Mais ceci remet aussi en question le statut de goût cinéphilique : on en revient à la bonne ménagère fan de l'intégrale de Louis de Funès. Cette dernière n'a pas vu beaucoup de films, pour de multiples raisons, ou pense tout simplement que toute violence dans un film est une pure honte et le signe de l'Apocalypse... Est-on en droit de critiquer ses goûts ? De la qualifier d'inculte ? Car au fond, on est tous un peu incultes, on a tous été un peu comme elle, mais c'est un passé lointain et passé à la broyeuse en même temps que le visionnage de 2001 - L'Odyssée de l'Espace. Même si il est indéniable qu'il y a des bons films et des mauvais films, il est au final paradoxal de critiquer les goûts de personnes qui s'y connaissent moins que nous : de la culture découle l'objectivité, de cette même objectivité découle de la subjectivité. Ça peut paraître étrange comme conclusion mais elle est pourtant vraie : le fait de se penser objectif parce qu'on a de la culture, fait qu'on est dans le même temps subjectif car n'ayant pas tout vu.

Et puis, n'est-ce pas triste ? La plèbe adore Intouchables, c'est que quelque part, ce film doit avoir quelque chose de plus. Alors pourquoi ce film - malgré ses qualités - me laisse aussi indifférent qu'un autre ? J'ai l'impression de passer à quelque chose. Je regrette parfois d'avoir perdu mon innocence, la manière dont à une époque je découvrais un film, ne cherchait pas à en relever les défauts et les qualités, que j'appréciais simplement, sans me poser de questions. Ça m'arrive encore, des expériences sensitives au-delà de l'imagination (Le Congrès, de Ari Folman, très récemment), mais il est intéressant de noter que c'est de moins en moins courant, et pour des films tout sauf "populaires".

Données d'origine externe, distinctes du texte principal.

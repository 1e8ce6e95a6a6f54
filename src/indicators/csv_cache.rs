//! CSV-backed indicator cache
//!
//! Tables live in one directory as `<TICKER>_<KIND>_<period>.csv`, e.g.
//! `AMZN_SMA_20.csv`, read with [`read_csv_table`].

use super::{unavailable, IndicatorKind, IndicatorSource};
use crate::error::{FeatureError, Result};
use crate::ingest::read_csv_table;
use crate::table::has_column;
use crate::types::Ticker;
use polars::prelude::*;
use std::path::{Path, PathBuf};

/// Indicator cache reading CSV files from a directory
#[derive(Debug, Clone)]
pub struct CsvIndicatorCache {
    root: PathBuf,
}

impl CsvIndicatorCache {
    /// Create a cache rooted at `root`
    pub fn new(root: impl Into<PathBuf>) -> Self {
        Self { root: root.into() }
    }

    /// Cache directory
    pub fn root(&self) -> &Path {
        &self.root
    }

    /// File holding the table for a key
    pub fn path_for(&self, kind: IndicatorKind, ticker: &Ticker, period: u32) -> PathBuf {
        self.root
            .join(format!("{}_{}_{}.csv", ticker.as_str().to_uppercase(), kind.tag(), period))
    }
}

impl IndicatorSource for CsvIndicatorCache {
    fn fetch_indicator(&self, kind: IndicatorKind, ticker: &Ticker, period: u32) -> Result<DataFrame> {
        let path = self.path_for(kind, ticker, period);
        if !path.exists() {
            log::warn!("No cached {} table at {}", kind, path.display());
            return Err(unavailable(kind, ticker, period));
        }

        let table = read_csv_table(&path)?;
        for column in kind.value_columns() {
            if !has_column(&table, column) {
                return Err(FeatureError::MissingColumn(format!(
                    "{} in {}",
                    column,
                    path.display()
                )));
            }
        }

        log::debug!("Loaded {} rows of {} for {} from {}", table.height(), kind, ticker, path.display());
        Ok(table)
    }
}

Peut-être que c'est pour ça que j'aime tant le cinéma, en fin de compte. Aimer et ne plus aimer, oublier et découvrir, penser à hier et avancer vers demain les yeux bandés, laissant derrière soi les méandres du passé et n'en retenir que quelques bribes. C'est un peu comme la vie en faites : s'émerveiller devant un cailloux à deux ans, affronter le monde réel quelques décennies plus tard. Plus dur, plus violent, mais toujours plus novateur.

2 commentaires:

  1. EXCELLENT article. Ca résume tout à fait mon état d'esprit. Kudos !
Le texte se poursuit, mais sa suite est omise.